Inoculum Sizes of Locally Isolated Phototrophic Bacterium on the Utilization of Palm Oil Mill Effluent.

ABSTRACT

Aims: To produce Rhodobacter sphaeroides strain UMSPSB3 biomass with the reduction of chemical oxygen demand (COD) from palm oil mill effluent. Study Design: Locally isolated phototrophic bacterium with different inoculum levels were used in Palm Oil Mill effluent (POME). Collected POME was characterized before used as substrate. Inoculum of bacterium was grown in synthetic media and 48 hours inoculum was used to utilize the substrate. Place and Duration of Study Biotechnological laboratory, Borneo Marine Research Institute, University Malaysia Sabah, Kota Kinabalu, Sabah, Malaysia, between February 2014 to April 2014. Methodology: Growth characteristics of bacterium Rhodobacter sphaeroides strain UMSPSB3 was monitored at different light intensities. Later phototrophic bacterium Rhodobacter sphaeroides strain UMSPSB3 was grown in settled non-sterilized Palm Oil Mill effluent (POME).
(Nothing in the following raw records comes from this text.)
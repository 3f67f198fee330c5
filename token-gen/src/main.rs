use anyhow::{Context, Result};
use bearer_guard::services::auth::{TokenCodec, TokenStatus};
use clap::{Parser, Subcommand};

/// Issue or inspect HS512 access tokens with a shared secret.
///
/// Intended for local testing against the API:
/// - `issue` prints a token for (user_id, role), valid for 10 minutes
/// - `inspect` verifies a token and prints the identity it carries
#[derive(Parser, Debug)]
#[command(name = "token-gen", version, about)]
struct Args {
    /// Signing secret. Must match the server's JWT_SECRET.
    #[arg(long, env = "JWT_SECRET", hide_env_values = true)]
    secret: String,

    #[command(subcommand)]
    command: Command,
}

#[derive(Subcommand, Debug)]
enum Command {
    /// Print a new token
    Issue {
        /// Subject id (user_id claim)
        #[arg(long)]
        user_id: u32,

        /// Role label (role claim)
        #[arg(long)]
        role: String,

        /// Print only the token (no extra lines)
        #[arg(long, default_value_t = false)]
        quiet: bool,
    },
    /// Verify a token and print its identity
    Inspect {
        token: String,
    },
}

fn main() -> Result<()> {
    let args = Args::parse();
    let codec = TokenCodec::new(&args.secret).context("invalid --secret")?;

    match args.command {
        Command::Issue {
            user_id,
            role,
            quiet,
        } => {
            let token = codec.encode(user_id, &role).context("failed to sign token")?;

            if quiet {
                println!("{token}");
            } else {
                println!("token: {token}");
                println!("curl -H 'Authorization: Bearer {token}' http://localhost:3000/api/v1/me");
            }
        }
        Command::Inspect { token } => {
            match codec.decode(&token).context("failed to parse token")? {
                TokenStatus::Valid(identity) => {
                    println!("valid user_id={} role={}", identity.subject_id, identity.role);
                }
                TokenStatus::Invalid(reason) => {
                    println!("invalid: {reason}");
                    std::process::exit(1);
                }
            }
        }
    }

    Ok(())
}
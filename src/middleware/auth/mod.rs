//! 認証/認可 guard
//!
//! - `access`: token を検証して AuthCtx を extensions に入れる (Stage 1)
//! - `role`: Stage 1 に加えて role の allow-list を確認する (Stage 2)
//! - `token_source`: query / Authorization header から token を取り出す

pub mod access;
pub mod role;
pub mod token_source;

pub use access::authenticate;
pub use role::authorize;
pub use token_source::extract_token;
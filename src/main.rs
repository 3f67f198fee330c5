/*
 * Responsibility
 * - tokio runtime 起動
 * - app::run() の呼び出し（ロジックは置かない）
 */
use anyhow::Result;

#[tokio::main]
async fn main() -> Result<()> {
    bearer_guard::app::run().await
}
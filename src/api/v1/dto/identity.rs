use serde::Serialize;

use crate::api::v1::extractors::AuthCtx;

/// Body of `GET /me` and `GET /admin`.
#[derive(Debug, Clone, Serialize)]
pub struct IdentityResponse {
    pub user_id: u32,
    pub role: String,
}

impl From<AuthCtx> for IdentityResponse {
    fn from(ctx: AuthCtx) -> Self {
        Self {
            user_id: ctx.user_id,
            role: ctx.role,
        }
    }
}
The growth characteristics of bacterium in term of dry cell weight and total carotenoids production, and reduction of COD were compared using 10%, 20% and 30% (v/v) levels of inoculum developed in synthetic 112 media. Results: The optimum light intensity for the growth of Rhodobacter sphaeroides strain UMSPSB3 was 2.5 klux. The highest bacterial biomass (Xmax) of 6.5 g/L (dry weight) and 72% reduction of COD were obtained after 96-h culture with 20% (v/v) inoculum level. The reduction of COD (%) and cell yield (Yx/y, g cell/g COD) in POME were 82% and 0.98 respectively, after 96-h culture with 30% (v/v) inoculum. Production of carotenoids was comparatively low in bacterium using POME as substrate. Inoculum levels of 20-30% (v/v) developed in synthetic 112 media supported the growth of phototrophic bacterium in settled POME, but higher level of inoculum was required for faster removal COD from effluent. A 10% (v/v) level of inoculum in POME did not support the isolate to grow. Conclusion: Production of bacterial biomass with bioremediation of effluent could be achieved using POME as substrate with locally isolated Rhodobacter sphaeroides strain.